Having started as a tea buyer in China, Julius Drew (he added the final ‘e’ to his surname in 1913) sailed back to England in 1878. That year he opened a shop in Liverpool. There he met shopkeeper John Musker and together they moved to London in 1883, where they opened a groceries store in Edgware Road. The growth of working class earnings meant there was a rise in the demand for tea. At the same time supply was increasing thanks to the development of new plantations in India and Ceylon. Drew saw it as an opportunity for the large scale retailing of tea, together with a few other products, in multiple shops. In 1885 the two founded The Home and Colonial Trading Association, which offered teas as well as sugar, bacon, ham, margarine, butter, cheese, and eggs. Apart from tea, margarine, made by Dutch producer Jurgens, was an important source of income. Following a rapid expansion across the South, they then moved northward, opening branches in Leeds and Birmingham during the 1890s. By 1903 they had 400 retail outlets across Britain. Their business model was similar to that developed earlier by Thomas Lipton, who had opened his first shop in Glasgow in 1871 and by the 1880s was present in most British cities. As Michael Ball and David Sunderland explain:
The growth of the multiple was induced by a number of factors. These reflected changing trends in supply with the move away from domestic agriculture to imported foodstuffs, the switch from craft to factory production and the greater range of consumer goods available in the late Victorian and Edwardian Britain. Multiples also offered competitive pricing by limiting the number of goods sold in order to purchase in bulk goods with a high turnover. In this way, profit margins could be kept low - 0.5 per cent in the case of meat retailing - and the return on capital high. They minimised costs by refusing credit, eliminating home deliveries, adopting fairly simple shop fittings, and introducing strict and standardised branch stock control systems. Such shops, moreover, set new standards in quality and service. Their retailing areas were attractively laid out and kept immaculately clean, with long opening hours that extended from 7 a.m. to 11 p.m. on weekdays and to midnight on Saturdays. New sales techniques were successfully tried - such as adopting a uniform shop layout and advertising through handbills and sandwich-board men. (An economic history of London, 1800-1914, p. 136)

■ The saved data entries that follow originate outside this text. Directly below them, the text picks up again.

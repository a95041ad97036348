#![deny(clippy::pedantic, unsafe_code)]
#![allow(clippy::module_name_repetitions)]

//! Configuration management for otumat
//!
//! This crate handles loading and merging configuration from:
//! - Default values (hard-coded)
//! - Configuration file (~/.config/otumat/config.toml)
//! - Environment variables
//! - CLI flags (applied by the binary)

use otumat_errors::{ConfigError, Error};
use otumat_hash::{ExclusionSet, TreeHasher, DEFAULT_EXCLUDE_PATTERNS};
use serde::{Deserialize, Serialize};
use std::fs;
use std::path::{Path, PathBuf};
use tracing::debug;

/// Main configuration structure
#[derive(Debug, Clone, Serialize, Deserialize, Default, PartialEq, Eq)]
pub struct Config {
    #[serde(default)]
    pub hash: HashConfig,

    #[serde(default)]
    pub keys: KeyConfig,

    #[serde(default)]
    pub sidecar: SidecarConfig,
}

/// Tree hashing configuration
#[derive(Debug, Clone, Serialize, Deserialize, PartialEq, Eq)]
pub struct HashConfig {
    /// Path components containing any of these are skipped
    #[serde(default = "default_exclude")]
    pub exclude: Vec<String>,
}

/// Signing key locations
#[derive(Debug, Clone, Serialize, Deserialize, Default, PartialEq, Eq)]
pub struct KeyConfig {
    pub private_key: Option<PathBuf>,
    pub public_key: Option<PathBuf>,
}

/// Sidecar file naming
#[derive(Debug, Clone, Serialize, Deserialize, PartialEq, Eq)]
pub struct SidecarConfig {
    #[serde(default = "default_signature_extension")]
    pub signature_extension: String,
    #[serde(default = "default_public_key_extension")]
    pub public_key_extension: String,
}

impl Default for HashConfig {
    fn default() -> Self {
        Self {
            exclude: default_exclude(),
        }
    }
}

impl Default for SidecarConfig {
    fn default() -> Self {
        Self {
            signature_extension: default_signature_extension(),
            public_key_extension: default_public_key_extension(),
        }
    }
}

// Default value functions for serde
fn default_exclude() -> Vec<String> {
    DEFAULT_EXCLUDE_PATTERNS
        .iter()
        .map(ToString::to_string)
        .collect()
}

fn default_signature_extension() -> String {
    ".sig".to_string()
}

fn default_public_key_extension() -> String {
    ".pub".to_string()
}

impl Config {
    /// Get the default config file path
    ///
    /// # Errors
    ///
    /// Returns an error if the system config directory cannot be determined.
    pub fn default_path() -> Result<PathBuf, Error> {
        let config_dir = dirs::config_dir().ok_or_else(|| ConfigError::NotFound {
            path: "config directory".to_string(),
        })?;
        Ok(config_dir.join("otumat").join("config.toml"))
    }

    /// Load configuration from file
    ///
    /// # Errors
    ///
    /// Returns an error if the file cannot be read or if the file contents
    /// contain invalid TOML syntax that cannot be parsed.
    pub fn load_from_file(path: &Path) -> Result<Self, Error> {
        let contents = fs::read_to_string(path).map_err(|e| match e.kind() {
            std::io::ErrorKind::NotFound => ConfigError::NotFound {
                path: path.display().to_string(),
            }
            .into(),
            _ => Error::io_with_path(&e, path),
        })?;

        let config: Self = toml::from_str(&contents).map_err(|e| ConfigError::ParseError {
            message: e.to_string(),
        })?;
        debug!("loaded config from {}", path.display());
        Ok(config)
    }

    /// Load configuration with fallback to defaults
    ///
    /// # Errors
    ///
    /// Returns an error if the configuration file exists but cannot be read
    /// or contains invalid TOML syntax.
    pub fn load() -> Result<Self, Error> {
        let config_path = Self::default_path()?;

        if config_path.exists() {
            Self::load_from_file(&config_path)
        } else {
            Ok(Self::default())
        }
    }

    /// Load configuration from an optional path or use default
    ///
    /// If path is provided, loads from that file and a missing file is an
    /// error. If path is None, uses the default loading behavior.
    ///
    /// # Errors
    ///
    /// Returns an error if the config file cannot be read or parsed
    pub fn load_or_default(path: Option<&Path>) -> Result<Self, Error> {
        match path {
            Some(config_path) => Self::load_from_file(config_path),
            None => Self::load(),
        }
    }

    /// Merge with environment variables
    ///
    /// # Errors
    ///
    /// Returns an error if an environment variable is set to an unusable value.
    pub fn merge_env(&mut self) -> Result<(), Error> {
        // OTUMAT_PRIVKEY_PATH
        if let Ok(path) = std::env::var("OTUMAT_PRIVKEY_PATH") {
            self.keys.private_key = Some(non_empty_path("OTUMAT_PRIVKEY_PATH", path)?);
        }

        // OTUMAT_PUBKEY_PATH
        if let Ok(path) = std::env::var("OTUMAT_PUBKEY_PATH") {
            self.keys.public_key = Some(non_empty_path("OTUMAT_PUBKEY_PATH", path)?);
        }

        // OTUMAT_EXCLUDE
        if let Ok(patterns) = std::env::var("OTUMAT_EXCLUDE") {
            self.hash.exclude = patterns
                .split(',')
                .map(str::trim)
                .filter(|p| !p.is_empty())
                .map(ToString::to_string)
                .collect();
        }

        Ok(())
    }

    /// Check values that serde cannot express
    ///
    /// # Errors
    ///
    /// Returns an error describing the first invalid value found.
    pub fn validate(&self) -> Result<(), Error> {
        for (field, ext) in [
            ("sidecar.signature_extension", &self.sidecar.signature_extension),
            ("sidecar.public_key_extension", &self.sidecar.public_key_extension),
        ] {
            if ext.len() < 2 || !ext.starts_with('.') || ext.contains(['/', '\\']) {
                return Err(ConfigError::InvalidValue {
                    field: field.to_string(),
                    value: ext.clone(),
                }
                .into());
            }
        }

        if self.sidecar.signature_extension == self.sidecar.public_key_extension {
            return Err(ConfigError::Invalid {
                message: "signature and public key sidecars need different extensions"
                    .to_string(),
            }
            .into());
        }

        if let Some(pattern) = self.hash.exclude.iter().find(|p| p.is_empty()) {
            return Err(ConfigError::InvalidValue {
                field: "hash.exclude".to_string(),
                value: pattern.clone(),
            }
            .into());
        }

        Ok(())
    }

    /// Tree hasher using the configured exclusions
    #[must_use]
    pub fn tree_hasher(&self) -> TreeHasher {
        TreeHasher::new(ExclusionSet::new(self.hash.exclude.iter().cloned()))
    }

    /// Private key path with `~` expanded
    #[must_use]
    pub fn private_key_path(&self) -> Option<PathBuf> {
        self.keys.private_key.as_deref().map(expand_tilde)
    }

    /// Public key path with `~` expanded
    #[must_use]
    pub fn public_key_path(&self) -> Option<PathBuf> {
        self.keys.public_key.as_deref().map(expand_tilde)
    }
}

fn non_empty_path(var: &str, value: String) -> Result<PathBuf, Error> {
    if value.trim().is_empty() {
        return Err(ConfigError::InvalidValue {
            field: var.to_string(),
            value,
        }
        .into());
    }
    Ok(PathBuf::from(value))
}

/// Replace a leading `~` with the home directory
///
/// Paths without a leading `~`, or with `~user` forms, are returned unchanged.
#[must_use]
pub fn expand_tilde(path: &Path) -> PathBuf {
    let Ok(rest) = path.strip_prefix("~") else {
        return path.to_path_buf();
    };
    match dirs::home_dir() {
        Some(home) => home.join(rest),
        None => path.to_path_buf(),
    }
}

#[cfg(test)]
mod tests {
    use super::*;

    #[test]
    fn test_defaults() {
        let config = Config::default();
        assert_eq!(config.hash.exclude, vec!["pycache".to_string()]);
        assert_eq!(config.sidecar.signature_extension, ".sig");
        assert_eq!(config.sidecar.public_key_extension, ".pub");
        assert!(config.keys.private_key.is_none());
        config.validate().unwrap();
    }

    #[test]
    fn test_expand_tilde() {
        let plain = Path::new("/etc/keys/private.pem");
        assert_eq!(expand_tilde(plain), plain);

        let relative = Path::new("keys/~private.pem");
        assert_eq!(expand_tilde(relative), relative);

        if let Some(home) = dirs::home_dir() {
            assert_eq!(
                expand_tilde(Path::new("~/keys/private.pem")),
                home.join("keys/private.pem")
            );
            assert_eq!(expand_tilde(Path::new("~")), home);
        }
    }

    #[test]
    fn test_validate_rejects_bad_extensions() {
        let mut config = Config::default();
        config.sidecar.signature_extension = "sig".to_string();
        assert!(config.validate().is_err());

        let mut config = Config::default();
        config.sidecar.public_key_extension = ".sig".to_string();
        assert!(config.validate().is_err());

        let mut config = Config::default();
        config.sidecar.public_key_extension = "./pub".to_string();
        assert!(config.validate().is_err());
    }

    #[test]
    fn test_validate_rejects_empty_pattern() {
        let mut config = Config::default();
        config.hash.exclude.push(String::new());
        assert!(config.validate().is_err());
    }

    #[test]
    fn test_tree_hasher_uses_exclusions() {
        let mut config = Config::default();
        config.hash.exclude = vec!["target".to_string()];
        let hasher = config.tree_hasher();
        assert!(hasher.exclusions().is_excluded("target"));
        assert!(!hasher.exclusions().is_excluded("__pycache__"));
    }
}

In 1888 The Home and Colonial Trading Association was transformed into The Home and Colonial Stores Limited, with an issued capital of £197,000 instead of £2,700 previously. With William Slaughter appointed as chairman of the new company, Drew and Musker retired. When they sold their shares in 1919, they pocketed a colossal £1 million!
If the pre-war period had been one of rapid expansion, the 1920s were difficult times. In 1919 the company passed under the control of Dutch margarine producer Jurgens, an illustration of the strong links between multiple retailers and margarine manufacturers. Yet the margarine market in Britain collapsed in the early 1920s. As a result, between 1921 and 1927, the share of the food market of the four big multiples Maypole Dairy, Home and Colonial Stores, Meadow’s, and Lipton’s fell from 43 per cent down to 20 per cent. Maypole, which had almost completely concentrated on sales of margarine, came close to collapse and in 1924 its owner agreed to sell it to Home and Colonial Stores. In 1929 Lipton’s grocery retail business merged with Home and Colonial Stores to form Allied Suppliers, although the name Home and Colonial Stores was retained. The new group had more than 3,000 branches nationwide.
Even though the company was still one of Britain’s largest in the 1950s and 1960s, it slowly began to decline because of growing competition from supermarkets. In 1961 the company dropped the name Home and Colonial Stores, rebranding itself as Allied Suppliers. In 1972 it was taken over by Cavenham Foods.